Trump U-turns & Dollar weakness fails to support Rand and Lira
FXTM vice president of Market Research, Jameel Ahmad, comments on the US President Donald Trump’s latest comments and escalating geopolitical risks.
The recent escalation of geopolitical risks dominating the financial market headlines has been briefly removed from investors’ radars after US President Donald Trump once again took the markets by surprise.
This time, President Trump made U-turns on several of his previous public views, making investors wonder whether he could be gradually abandoning some of his core election pledges. While it is not a surprise at all to hear the US President make downbeat comments over the Dollar, backing away from labelling China as a currency manipulator and seemingly supporting the need for lower US interest rates is a real surprise.
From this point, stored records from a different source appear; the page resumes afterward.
//! Instruction token grammar.
//!
//! Tokens are classified once, in priority order:
//!
//! 1. push expression  `$name(.segment)*`
//! 2. pop expression   `&name(.segment)*`
//! 3. class expression `:$name(.segment)+`
//! 4. operator         one of `+ - * /` (`*` and `/` do nothing)
//! 5. plain call       `name`
//! 6. control token    `#op` / `~op`
//!
//! Names are `[a-z-]+`. A segment is a decimal integer, a `$name` variable
//! reference, the stack sentinel `&0`, or a bare name used as a dict key.

use std::fmt;

use crate::runtime::error::{ErrorKind, FlexError};

/// Stack sentinel segment: pop one value and use it as the index.
pub const STACK_SENTINEL: &str = "&0";

#[derive(Debug, Clone, PartialEq, Eq)]
pub enum Segment {
    /// Decimal digits, converted to a position when the path is walked.
    Integer(String),
    /// `$name`: the current value of a variable.
    Variable(String),
    /// Bare name used verbatim as a dict key.
    Key(String),
    /// `&0`.
    StackTop,
}

/// Master variable plus the dotted segments following it.
#[derive(Debug, Clone, PartialEq, Eq)]
pub struct Path {
    pub name: String,
    pub segments: Vec<Segment>,
}

impl Path {
    pub fn is_bare(&self) -> bool {
        self.segments.is_empty()
    }
}

#[derive(Debug, Clone, Copy, PartialEq, Eq)]
pub enum ControlOp {
    Nop,
    Return,
    Exit,
    Flush,
    Put,
    Clear,
    Add,
    Sub,
    Mul,
    Div,
}

impl ControlOp {
    fn from_sharp(name: &str) -> Option<Self> {
        match name {
            "nop" => Some(ControlOp::Nop),
            "return" => Some(ControlOp::Return),
            "exit" => Some(ControlOp::Exit),
            "flush" => Some(ControlOp::Flush),
            "put" => Some(ControlOp::Put),
            "clear" => Some(ControlOp::Clear),
            _ => None,
        }
    }

    fn from_operator(text: &str) -> Option<Self> {
        match text {
            "+" => Some(ControlOp::Add),
            "-" => Some(ControlOp::Sub),
            "*" => Some(ControlOp::Mul),
            "/" => Some(ControlOp::Div),
            _ => None,
        }
    }

    pub fn as_str(self) -> &'static str {
        match self {
            ControlOp::Nop => "#nop",
            ControlOp::Return => "#return",
            ControlOp::Exit => "#exit",
            ControlOp::Flush => "#flush",
            ControlOp::Put => "#put",
            ControlOp::Clear => "#clear",
            ControlOp::Add => "+",
            ControlOp::Sub => "-",
            ControlOp::Mul => "*",
            ControlOp::Div => "/",
        }
    }
}

/// A classified instruction token.
#[derive(Debug, Clone, PartialEq, Eq)]
pub enum Token {
    Push(Path),
    Pop(Path),
    Class(Path),
    Call(String),
    Control(ControlOp),
}

impl Token {
    pub fn kind_label(&self) -> &'static str {
        match self {
            Token::Push(_) => "push",
            Token::Pop(_) => "pop",
            Token::Class(_) => "class",
            Token::Call(_) => "call",
            Token::Control(_) => "control",
        }
    }
}

/// Returns whether `text` is a FLEX name (`[a-z-]+`).
pub fn is_name(text: &str) -> bool {
    !text.is_empty() && text.bytes().all(|b| b.is_ascii_lowercase() || b == b'-')
}

fn parse_segment(text: &str) -> Option<Segment> {
    if text == STACK_SENTINEL {
        return Some(Segment::StackTop);
    }
    if !text.is_empty() && text.bytes().all(|b| b.is_ascii_digit()) {
        return Some(Segment::Integer(text.to_string()));
    }
    if let Some(name) = text.strip_prefix('$') {
        return is_name(name).then(|| Segment::Variable(name.to_string()));
    }
    is_name(text).then(|| Segment::Key(text.to_string()))
}

fn parse_path(body: &str) -> Option<Path> {
    let mut parts = body.split('.');
    let name = parts.next().filter(|name| is_name(name))?;
    let segments = parts.map(parse_segment).collect::<Option<Vec<_>>>()?;
    Some(Path {
        name: name.to_string(),
        segments,
    })
}

pub fn parse_push(text: &str) -> Option<Path> {
    parse_path(text.strip_prefix('$')?)
}

pub fn parse_pop(text: &str) -> Option<Path> {
    parse_path(text.strip_prefix('&')?)
}

/// Parses a class expression, including the segment-less form which the
/// caller must reject.
fn parse_class(text: &str) -> Option<Path> {
    parse_path(text.strip_prefix(":$")?)
}

/// `#op`, or its `~op` synonym.
fn parse_sharp(text: &str) -> Option<ControlOp> {
    let name = text.strip_prefix('#').or_else(|| text.strip_prefix('~'))?;
    ControlOp::from_sharp(name)
}

/// Classifies one instruction token.
pub fn classify_token(text: &str) -> Result<Token, FlexError> {
    if let Some(path) = parse_push(text) {
        return Ok(Token::Push(path));
    }
    if let Some(path) = parse_pop(text) {
        return Ok(Token::Pop(path));
    }
    if let Some(path) = parse_class(text) {
        if path.is_bare() {
            return Err(FlexError::new(
                ErrorKind::MalformedInstruction,
                "Invalid class expression: cannot use class expressions in non-class context",
            ));
        }
        return Ok(Token::Class(path));
    }
    // `-` is also a valid name; the operator reading wins.
    if let Some(op) = ControlOp::from_operator(text) {
        return Ok(Token::Control(op));
    }
    if is_name(text) {
        return Ok(Token::Call(text.to_string()));
    }
    if let Some(op) = parse_sharp(text) {
        return Ok(Token::Control(op));
    }
    Err(FlexError::new(
        ErrorKind::MalformedInstruction,
        "Malformed instruction",
    ))
}

impl fmt::Display for Segment {
    fn fmt(&self, f: &mut fmt::Formatter<'_>) -> fmt::Result {
        match self {
            Segment::Integer(digits) => f.write_str(digits),
            Segment::Variable(name) => write!(f, "${}", name),
            Segment::Key(key) => f.write_str(key),
            Segment::StackTop => f.write_str(STACK_SENTINEL),
        }
    }
}

impl fmt::Display for Path {
    fn fmt(&self, f: &mut fmt::Formatter<'_>) -> fmt::Result {
        f.write_str(&self.name)?;
        for segment in &self.segments {
            write!(f, ".{}", segment)?;
        }
        Ok(())
    }
}

impl fmt::Display for Token {
    fn fmt(&self, f: &mut fmt::Formatter<'_>) -> fmt::Result {
        match self {
            Token::Push(path) => write!(f, "${}", path),
            Token::Pop(path) => write!(f, "&{}", path),
            Token::Class(path) => write!(f, ":${}", path),
            Token::Call(name) => f.write_str(name),
            Token::Control(op) => f.write_str(op.as_str()),
        }
    }
}

#[cfg(test)]
#[path = "grammar_test.rs"]
mod grammar_test;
Trump reversing away from a previously well-documented aggressive stance on China will go a long way to improving his image in mainland China; it will also be seen by many other observers as an attempt towards improving diplomatic ties, following Chinese President Xi Jinping’s recent visit to the United States.
Away from diplomacy, this shift in tone should be viewed as a positive development for the financial markets, as it reduces the risk of China abandoning its US Treasury Holdings as a result of the previous risk of President Trump beginning a trade war with China.
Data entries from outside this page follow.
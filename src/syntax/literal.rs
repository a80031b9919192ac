//! Literal data as produced by the structured-data front end.

use crate::runtime::error::{ErrorKind, FlexError};

/// Decoded literal tree. Object entries keep their source order.
pub type Literal = serde_json::Value;

/// Reserved key tagging an array literal: `{"@": [...]}`.
pub const ARRAY_TAG: &str = "@";

/// Reserved key tagging a dict literal: `{"!": {...}}`.
pub const DICT_TAG: &str = "!";

/// Decodes JSON text into a literal tree.
pub fn decode(source: &str) -> Result<Literal, FlexError> {
    serde_json::from_str(source).map_err(|err| {
        FlexError::new(ErrorKind::Decode, format!("Provide valid JSON! ({})", err))
    })
}

/// Renders a literal back to the compact text used in diagnostics.
pub fn render(literal: &Literal) -> String {
    match literal {
        Literal::String(text) => text.clone(),
        other => other.to_string(),
    }
}

#[cfg(test)]
mod tests {
    use super::*;

    #[test]
    fn decode_keeps_object_entry_order() {
        let literal = decode(r#"{"!": {"z": 1, "a": 2, "m": 3}}"#).unwrap();
        let keys: Vec<&String> = literal[DICT_TAG].as_object().unwrap().keys().collect();
        assert_eq!(keys, ["z", "a", "m"]);
    }

    #[test]
    fn decode_reports_invalid_json() {
        let err = decode("[1, 2").unwrap_err();
        assert_eq!(err.kind(), ErrorKind::Decode);
        assert!(err.message().starts_with("Provide valid JSON!"));
    }

    #[test]
    fn render_leaves_tokens_bare() {
        assert_eq!(render(&Literal::String("$x".to_string())), "$x");
        assert_eq!(render(&serde_json::json!({"@": [1]})), r#"{"@":[1]}"#);
    }
}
Most emerging market currencies across Asia have welcomed the latest comments from the US President, with the majority of currencies across the Asian Pacific moving somewhat higher against the Dollar.
Emerging market currencies that are particularly sensitive to speculation around US interest rate rises, such as in Malaysia, Indonesia and perhaps the Indian Rupee, will also applaud comments around the need for lower US interest rates.
It has been noted that the Bond markets have benefitted from Trump’s unexpected comment that he “likes” the Federal Reserve’s low-interest rate policy. However, the potential for further gains in the Asian emerging market currency space will be attributed to expectations of the Fed pulling the trigger on an interest rate rise once again in June drifting lower and also whether Trump next chooses to take a softer stance on protectionist policies.
While emerging market currencies across Asia have benefitted from Trump’s comments, it has not helped to find a bid for either the South African Rand or Turkish Lira. Both currencies are plagued by political risk, with the upcoming referendum in Turkey this weekend giving possible cause for a major event risk over the Easter weekend.
The Turkish Lira and South African Rand are obviously not correlated in any way, but with both currencies being plagued by political issues, this is impacting investor confidence and weakening economics that includes impending inflation risks. Inflation risks are going to be a major headline attraction for the Rand over the next couple of months, following the currency being squashed to pieces in recent weeks.
Gold eyes $1300
The 2017 revival in the value of Gold is showing no signs of slipping, after the precious metal climbed to fresh levels not seen since the US Election, getting marginally close to $1290 earlier in trading on Thursday.
These are still uncertain times in the financial markets and some would even add global politics, meaning investors are keeping Gold as a close ally when it comes to hedging.
The combination of uncertainty when it comes to political risks, the upcoming elections in France, rising geopolitical tensions and doubts over Trump’s ability to follow through with his campaign promises presents an ongoing threat to investors entering a period of “risk-off” that is too difficult to ignore when it comes to being encouraged towards Gold.
Sterling backs away from attempt for 1.26
After benefiting from the unwinding of USD positions, it appears that the GBPUSD is at threat of shying away from an attempt to reach 1.26 before the markets close for the Easter holidays. If you ask me, the ongoing uncertainty over Brexit’s direction is still enough motivation to maintain a negative mindset towards the Pound.
Investors are likely to continue utilising sell-on rally opportunities in the Cable, when the pair climbs near 1.25 with this being the mindset traders have exploited for months.